There’s a number of packages that will lay out force directed graphs for you. (Packages at the end of the presentation)
It’s important to note the inherent connections – you can see the words that are literally and figuratively attached to other words or concepts. Some graphs have directionality indicated by arrows, others simply indicate connectivity.
Graphs like this can get really messy if you have too much content and haven’t pruned the connections down, but careful zooming and filtering can really help.
Bottlenose provides a platform for analysis of streaming data, of which text content is a part. (http://www.bottlenose.com)
Clustering is both a text analytics and visual concept.
They feed into each other very nicely. There are a lot of different ways to do clustering of text, but they all have to do with similarities. You could cluster based on all content that mentioned a particular entity – which is what you see on the Bottlenose graphic from the previous slide. The content is inherently clustered, but is laid out in a simple layout because it is clustering based on the occurrence of a particular phrase or entity.
Other clustering algorithms take all of the content into account This is what Quid is doing. (http://www.quid.com) They are using both force directed graphs (which is layout technology) and clustering to add information to the topology of the graph itself. Different shapes of clusters mean different things – if its nice and round and compact, then that means all the articles are saying roughly the same thing. Spread out clusters contain highly differentiated stories. Clusters in the center of the graph indicate central topics or bridging ideas. Distance between clusters shows how inter-related the stories are, closer means more inter-relationships.
This slide shows one cluster around bitcoin regulation. You can see that some of the articles take a different slant than other, but that they’re all related to the same core topic.
Individual articles further away from each other take a different slant on the core topic.
Dendrograms are another way to show clusters. You can see the politicians on the right, and how they relate naturally to each other via their communications.
Different concepts are along the top, again clustered by similarity through the dendrogram.
The frequency of each concept as uttered by each politician is shown in the heatmap. This allows for a nice visual grasp of some of the differences in the stances of the politicians.

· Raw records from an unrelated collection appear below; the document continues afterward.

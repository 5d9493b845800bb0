//! Built-in dispatching policies.
//!
//! # Policies
//!
//! - **SJF**: ascending execution time
//! - **EDF**: ascending deadline
//! - **Weighted**: descending weight
//!
//! # Score Convention
//! All policies return lower scores for jobs to be scheduled earlier.
//!
//! # References
//! - Smith (1956), optimal for mean flow time on a single machine
//! - Jackson (1955), optimal for maximum lateness on a single machine

use super::{DispatchingPolicy, PolicyScore};
use crate::models::Job;

/// Shortest Job First.
///
/// Orders jobs by ascending execution time. Minimizes average flow time
/// on a single machine when all jobs are available at t=0.
///
/// # Reference
/// Smith (1956).
#[derive(Debug, Clone, Copy)]
pub struct Sjf;

impl DispatchingPolicy for Sjf {
    fn name(&self) -> &'static str {
        "Shortest Job First (SJF)"
    }

    fn evaluate(&self, job: &Job) -> PolicyScore {
        job.execution_time
    }
}

/// Earliest Deadline First.
///
/// Orders jobs by ascending deadline. The greedy, non-preemptive variant:
/// the order is fixed up front and never revised as jobs arrive.
///
/// # Reference
/// Jackson (1955); Liu & Layland (1973) for the preemptive analysis.
#[derive(Debug, Clone, Copy)]
pub struct Edf;

impl DispatchingPolicy for Edf {
    fn name(&self) -> &'static str {
        "Earliest Deadline First (EDF)"
    }

    fn evaluate(&self, job: &Job) -> PolicyScore {
        job.deadline
    }
}

/// Weighted job scheduling.
///
/// Orders jobs by descending weight. A greedy approximation: the highest
/// weight always runs first, with no interval selection or lookahead.
/// (Negated because lower score = scheduled earlier in convention.)
#[derive(Debug, Clone, Copy)]
pub struct Weighted;

impl DispatchingPolicy for Weighted {
    fn name(&self) -> &'static str {
        "Weighted Job Scheduling"
    }

    fn evaluate(&self, job: &Job) -> PolicyScore {
        -job.weight
    }
}

#[cfg(test)]
mod tests {
    use super::*;

    fn make_job(id: &str, execution_time: f64, deadline: f64, weight: f64) -> Job {
        Job::new(id, 0.0, execution_time, deadline, weight)
    }

    #[test]
    fn test_sjf_scores() {
        let short = make_job("short", 1.0, 10.0, 1.0);
        let long = make_job("long", 5.0, 10.0, 1.0);
        assert!(Sjf.evaluate(&short) < Sjf.evaluate(&long));
    }

    #[test]
    fn test_sjf_order() {
        let jobs = vec![
            make_job("long", 5.0, 10.0, 1.0),
            make_job("short", 1.0, 10.0, 1.0),
            make_job("medium", 3.0, 10.0, 1.0),
        ];
        let ordered = Sjf.order(&jobs);
        assert_eq!(ordered[0].id, "short");
        assert_eq!(ordered[1].id, "medium");
        assert_eq!(ordered[2].id, "long");
        // Input untouched
        assert_eq!(jobs[0].id, "long");
    }

    #[test]
    fn test_edf_order() {
        let jobs = vec![
            make_job("late", 1.0, 50.0, 1.0),
            make_job("early", 1.0, 10.0, 1.0),
        ];
        let ordered = Edf.order(&jobs);
        assert_eq!(ordered[0].id, "early");
        assert_eq!(ordered[1].id, "late");
    }

    #[test]
    fn test_weighted_order() {
        let jobs = vec![
            make_job("light", 1.0, 10.0, 1.0),
            make_job("heavy", 1.0, 10.0, 9.0),
            make_job("mid", 1.0, 10.0, 5.0),
        ];
        let ordered = Weighted.order(&jobs);
        assert_eq!(ordered[0].id, "heavy");
        assert_eq!(ordered[1].id, "mid");
        assert_eq!(ordered[2].id, "light");
    }

    #[test]
    fn test_ties_preserve_input_order() {
        let jobs = vec![
            make_job("first", 2.0, 10.0, 3.0),
            make_job("second", 2.0, 10.0, 3.0),
            make_job("third", 2.0, 10.0, 3.0),
        ];
        for policy in [&Sjf as &dyn DispatchingPolicy, &Edf, &Weighted] {
            let ordered = policy.order(&jobs);
            assert_eq!(ordered[0].id, "first", "{}", policy.name());
            assert_eq!(ordered[1].id, "second", "{}", policy.name());
            assert_eq!(ordered[2].id, "third", "{}", policy.name());
        }
    }

    #[test]
    fn test_policies_ignore_arrival_time() {
        // A later arrival must not change the order.
        let jobs = vec![
            Job::new("a", 9.0, 1.0, 10.0, 1.0),
            Job::new("b", 0.0, 2.0, 20.0, 2.0),
        ];
        assert_eq!(Sjf.order(&jobs)[0].id, "a");
        assert_eq!(Edf.order(&jobs)[0].id, "a");
        assert_eq!(Weighted.order(&jobs)[0].id, "b");
    }

    #[test]
    fn test_names() {
        assert_eq!(Sjf.name(), "Shortest Job First (SJF)");
        assert_eq!(Edf.name(), "Earliest Deadline First (EDF)");
        assert_eq!(Weighted.name(), "Weighted Job Scheduling");
    }
}
//! PNG loading into mosaic faces and PNG export of rendered views

use std::path::Path;

use image::{ImageBuffer, Rgba, RgbaImage};
use ndarray::Array2;

use crate::io::configuration::TILES_PER_FACE;
use crate::io::error::{MosaicError, Result, invalid_parameter};
use crate::spatial::face::{Face, MosaicLayout};
use crate::spatial::palette::PaletteColor;

/// Quantized image ready to hand to the engine
#[derive(Debug, Clone)]
pub struct QuantizedMosaic {
    /// One face per 3x3 block of tiles, in row-major block order
    pub faces: Vec<Face>,
    /// Pixel geometry of the cropped mosaic
    pub layout: MosaicLayout,
    /// Palette color of every tile (indexed by `row`, `col`)
    pub tiles: Array2<PaletteColor>,
}

/// Load a PNG and quantize it into mosaic faces
///
/// # Errors
///
/// Returns an error if the file cannot be decoded or is smaller than one
/// 3x3 block of tiles
pub fn load_mosaic(path: &Path, tile_size: u32) -> Result<QuantizedMosaic> {
    let img = image::open(path)
        .map_err(|e| MosaicError::ImageLoad {
            path: path.to_path_buf(),
            source: e,
        })?
        .to_rgba8();
    quantize(&img, tile_size)
}

// Mean RGB of the pixels covered by one tile
fn tile_average(img: &RgbaImage, col: u32, row: u32, tile_size: u32) -> [u8; 3] {
    let mut sum = [0u64; 3];
    let mut count = 0u64;
    for y in row * tile_size..(row + 1) * tile_size {
        for x in col * tile_size..(col + 1) * tile_size {
            if let Some(Rgba([r, g, b, _])) = img.get_pixel_checked(x, y) {
                sum[0] += u64::from(*r);
                sum[1] += u64::from(*g);
                sum[2] += u64::from(*b);
                count += 1;
            }
        }
    }
    if count == 0 {
        return [0, 0, 0];
    }
    sum.map(|channel| (channel / count) as u8)
}

/// Quantize an image into whole 3x3 blocks of palette-colored tiles
///
/// Partial blocks at the right and bottom edges are cropped away.
///
/// # Errors
///
/// Returns an error if `tile_size` is zero or the image holds no complete block
pub fn quantize(img: &RgbaImage, tile_size: u32) -> Result<QuantizedMosaic> {
    if tile_size == 0 {
        return Err(invalid_parameter(
            "tile_size",
            &tile_size,
            &"must be at least one pixel",
        ));
    }

    let columns = img.width() / tile_size / 3 * 3;
    let rows = img.height() / tile_size / 3 * 3;
    if columns == 0 || rows == 0 {
        return Err(MosaicError::InvalidSourceData {
            reason: format!(
                "{}x{} image is smaller than one 3x3 block of {tile_size}px tiles",
                img.width(),
                img.height()
            ),
        });
    }

    let tiles = Array2::from_shape_fn((rows as usize, columns as usize), |(row, col)| {
        PaletteColor::nearest(tile_average(img, col as u32, row as u32, tile_size))
    });

    let blocks_per_row = columns as usize / 3;
    let faces = tiles
        .exact_chunks((3, 3))
        .into_iter()
        .enumerate()
        .map(|(block, cells)| -> Result<Face> {
            let colors: [PaletteColor; TILES_PER_FACE] = cells
                .iter()
                .copied()
                .collect::<Vec<_>>()
                .try_into()
                .map_err(|cells: Vec<PaletteColor>| MosaicError::InvalidSourceData {
                    reason: format!("block {block} holds {} tiles", cells.len()),
                })?;
            let (block_row, block_col) = (block / blocks_per_row, block % blocks_per_row);
            Ok(Face::from_colors(
                (block_col * 3) as i32,
                (block_row * 3) as i32,
                colors,
            ))
        })
        .collect::<Result<Vec<_>>>()?;

    Ok(QuantizedMosaic {
        faces,
        layout: MosaicLayout::new(tile_size, columns * tile_size, rows * tile_size),
        tiles,
    })
}

/// Export a rendered view as a PNG, one `tile_size` square per cell
///
/// Empty cells are transparent.
///
/// # Errors
///
/// Returns an error if:
/// - The view is empty
/// - The parent directory cannot be created
/// - The image cannot be saved to the specified path
pub fn export_view_as_png(
    view: &Array2<Option<PaletteColor>>,
    tile_size: u32,
    output_path: &Path,
) -> Result<()> {
    let (rows, columns) = view.dim();
    if rows == 0 || columns == 0 || tile_size == 0 {
        return Err(MosaicError::InvalidSourceData {
            reason: "Nothing to export: the rendered view is empty".to_string(),
        });
    }

    let width = columns as u32 * tile_size;
    let height = rows as u32 * tile_size;
    let img: RgbaImage = ImageBuffer::from_fn(width, height, |x, y| {
        let cell = (
            (y / tile_size) as usize,
            (x / tile_size) as usize,
        );
        view.get(cell)
            .copied()
            .flatten()
            .map_or(Rgba([0, 0, 0, 0]), |color| Rgba(color.rgba()))
    });

    if let Some(parent) = output_path.parent() {
        std::fs::create_dir_all(parent).map_err(|e| MosaicError::FileSystem {
            path: parent.to_path_buf(),
            operation: "create directory",
            source: e,
        })?;
    }

    img.save(output_path)
        .map_err(|e| MosaicError::ImageExport {
            path: output_path.to_path_buf(),
            source: e,
        })?;

    Ok(())
}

This is also a really common type of visualization for gene expression, showing how different genes relate to each other.
This is a list of some of the easiest and most sophisticated free visualization tools out there.
No-code systems allow you to upload something like a CSV and graph from there.
The coding systems require you to do some coding, but are far more sophisticated in how they allow you to graph.
If you have some free time, spend some time in the D3 gallery – the breadth of visualizations is quite amazing.
There are two other ways to approach these visualizations.
One is to get a commercial toolkit. The list on the right is roughly ordered from top to bottom in terms of how “full” a package they are. For example, Tableau and Jreport are all about visualization, where SAS and SPSS are full-blown statistics packages.
The other way is to get all your text from an off-the-shelf system that includes all the content, like a Social Marketing System, or Customer Experience Management System.
The TED talk is a really great example of using animations to tell a story.
Telling a story is, at the end of the day, what we’re all trying to accomplish. The goal of that story is to help make a point, to drive a change in behavior.
If you take anything away from this presentation, it should be that word clouds and pie charts aren’t the best way to tell that story and that there are myriad other ways to accomplish the storytelling.